There was no FEMA representative at the hearing because of the shut-down. That set off some members of the House Subcommittee on Economic Development, Public Buildings, and Emergency Management. They weren't angry at FEMA, but with the shut-down itself. Andre' Carson (D-IN) said the hearing shouldn't even have been held without a FEMA representative there. Congressman Markwayne Mullin (R-OK) called Carson's suggestion "absurd" and "ridiculous". Representative Donna Edwards (D-MD) called holding the hearing "unacceptable" and a "pretense". Then, she said it's unacceptable that a "small band of renegades have shut the government down".
OK, enough of that. There was actually useful and interesting information on alerts at the hearing. FEMA provided written testimony, produced prior to the shut-down. And, impressive representatives of the broadcast and cable industry were there.
We'll break down the some of the topics in a series of posts in the next few days, including:
- IPAWS Outreach: a pledge that IPAWS will use "every opportunity and available venue to provide educational and actionable information to the American people".
- Evolution of Wireless Emergency Alerts (WEA): Indications that some of the issues raised about WEA could be addressed, including geo-targeting.
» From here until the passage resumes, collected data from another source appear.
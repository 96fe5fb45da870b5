use rand::rngs::SmallRng;
use serde::{Deserialize, Serialize};
use tracing::{debug, info, warn};
use web_time::Instant;

use crate::checkers::ai::CheckersSelector;
use crate::checkers::board::{BOARD_SIZE, CheckersBoard, CheckersMove, Checker, Color};
use crate::config::GameConfig;
use crate::error::{MoveError, MoveResult, SnapshotError};
use crate::game::{Engine, MoveSelector, Rules, Scoreboard, assign_ai_seat, session_rng};
use crate::snapshot;
use crate::types::{Coord, Side, Status};

pub const SNAPSHOT_KIND: &str = "checkers";

#[derive(Debug, Clone, PartialEq, Eq, Serialize)]
#[serde(rename_all = "camelCase")]
pub struct CheckersOutcome {
    pub mv: CheckersMove,
    pub captured: Option<Coord>,
    pub promoted: bool,
    /// The same piece must jump again before the turn passes.
    pub chain_continues: bool,
    pub status: Status<Color>,
}

#[derive(Debug, Serialize, Deserialize)]
#[serde(rename_all = "camelCase")]
struct CheckersSnapshot {
    board: CheckersBoard,
    status: Status<Color>,
    ai_player: Option<Color>,
    config: GameConfig,
    scoreboard: Scoreboard,
}

pub struct CheckersGame {
    board: CheckersBoard,
    status: Status<Color>,
    ai_player: Option<Color>,
    config: GameConfig,
    scoreboard: Scoreboard,
    selector: Box<dyn MoveSelector<CheckersBoard>>,
    rng: SmallRng,
}

impl CheckersGame {
    pub fn new(config: GameConfig, selector: Box<dyn MoveSelector<CheckersBoard>>) -> Self {
        let mut rng = session_rng(config.seed);
        let ai_player = assign_ai_seat(config.opponent, Color::Red, &mut rng);
        Self {
            board: CheckersBoard::new(),
            status: Status::InProgress,
            ai_player,
            config,
            scoreboard: Scoreboard::default(),
            selector,
            rng,
        }
    }

    pub fn new_with_default_selector(config: GameConfig) -> Self {
        let selector = Box::new(CheckersSelector::new(config.difficulty));
        Self::new(config, selector)
    }

    pub fn board(&self) -> &CheckersBoard {
        &self.board
    }

    /// The piece that must keep jumping before the turn passes.
    pub fn pending_chain(&self) -> Option<&Checker> {
        self.board.pending_chain()
    }

    pub fn scoreboard(&self) -> Scoreboard {
        self.scoreboard
    }

    /// Clears the win/draw tallies; the current game is untouched.
    pub fn reset_scoreboard(&mut self) {
        self.scoreboard = Scoreboard::default();
    }

    pub fn snapshot(&self) -> Result<String, SnapshotError> {
        snapshot::encode(
            SNAPSHOT_KIND,
            &CheckersSnapshot {
                board: self.board.clone(),
                status: self.status,
                ai_player: self.ai_player,
                config: self.config.clone(),
                scoreboard: self.scoreboard,
            },
        )
    }

    pub fn restore(data: &str) -> Result<Self, SnapshotError> {
        let saved: CheckersSnapshot = snapshot::decode(SNAPSHOT_KIND, data)?;
        saved.board.validate().map_err(SnapshotError::Invariant)?;
        if !saved.status.is_over() && winner_after_turn(&saved.board).is_some() {
            return Err(SnapshotError::Invariant(
                "position is decided but marked in progress".to_string(),
            ));
        }

        let mut game = Self::new_with_default_selector(saved.config);
        game.board = saved.board;
        game.status = saved.status;
        game.ai_player = saved.ai_player;
        game.scoreboard = saved.scoreboard;
        Ok(game)
    }

    pub fn restore_or_new(data: &str, config: GameConfig) -> Self {
        match Self::restore(data) {
            Ok(game) => game,
            Err(err) => {
                warn!(game = SNAPSHOT_KIND, error = %err, "discarding saved session");
                Self::new_with_default_selector(config)
            }
        }
    }

    #[cfg(test)]
    fn set_board_for_test(&mut self, board: CheckersBoard) {
        self.board = board;
        self.status = Status::InProgress;
    }
}

/// The winner when the side to move has no pieces or no legal moves.
fn winner_after_turn(board: &CheckersBoard) -> Option<Color> {
    let to_move = board.turn();
    if board.count(to_move) == 0 || board.legal_moves().is_empty() {
        Some(to_move.opponent())
    } else {
        None
    }
}

impl Engine for CheckersGame {
    type Player = Color;
    type Selection = Coord;
    type Move = CheckersMove;
    type Outcome = CheckersOutcome;

    fn new_game(&mut self) {
        self.board = CheckersBoard::new();
        self.status = Status::InProgress;
        self.ai_player = assign_ai_seat(self.config.opponent, Color::Red, &mut self.rng);
    }

    fn legal_moves_for(&self, selection: Coord) -> Vec<CheckersMove> {
        if self.status.is_over() {
            return Vec::new();
        }
        self.board.moves_from(selection)
    }

    fn apply_move(&mut self, mv: &CheckersMove) -> MoveResult<CheckersOutcome> {
        if self.status.is_over() {
            return Err(MoveError::GameOver);
        }
        for at in [mv.from, mv.to] {
            if !at.is_valid(BOARD_SIZE) {
                return Err(MoveError::OutOfBounds(at));
            }
        }
        let piece = self.board.piece_at(mv.from).ok_or(MoveError::NoPiece(mv.from))?;
        if piece.color != self.board.turn() {
            return Err(MoveError::NotYourPiece(mv.from));
        }
        if self.board.pending_chain().is_some_and(|chained| chained.id != piece.id) {
            return Err(MoveError::ChainCapturePending);
        }

        let chosen = self
            .board
            .moves_from(mv.from)
            .into_iter()
            .find(|legal| legal.from == mv.from && legal.to == mv.to)
            .ok_or(MoveError::Illegal)?;

        let chain_continues = self.board.play(&chosen);
        if !chain_continues && let Some(winner) = winner_after_turn(&self.board) {
            self.status = Status::Win(winner);
            self.scoreboard.record(&self.status, Color::Red);
            info!(winner = ?winner, "checkers game finished");
        }

        Ok(CheckersOutcome {
            captured: chosen.captured,
            promoted: chosen.promotion,
            chain_continues,
            mv: chosen,
            status: self.status,
        })
    }

    fn request_ai_move(&mut self) -> Option<CheckersMove> {
        if self.status.is_over() {
            return None;
        }
        let started = Instant::now();
        let choice = self.selector.select_move(&self.board, &mut self.rng);
        debug!(
            side = ?self.board.to_move(),
            choice = ?choice.as_ref().map(|mv| (mv.from, mv.to)),
            elapsed_ms = started.elapsed().as_millis() as u64,
            "checkers ai selected move"
        );
        choice
    }

    fn status(&self) -> Status<Color> {
        self.status
    }

    fn current_player(&self) -> Color {
        self.board.turn()
    }

    fn ai_player(&self) -> Option<Color> {
        self.ai_player
    }
}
- The Emergency Alert System (EAS): The broadcast representative testified that it's "unacceptable that some local emergency managers remain unaware of the benefits of EAS, or how and when to trigger an EAS alert".
- Avoiding over-alerting: Discussion about how to avoid de-sensitizing the public to IPAWS alerts.
- Success Stories: In both written and personal testimony, success stories related to IPAWS alerting initiatives were cited.
You can watch a video of the hearing here. Be patient with it, though. After the heated discussion, perhaps grandstanding, there's actually some useful information.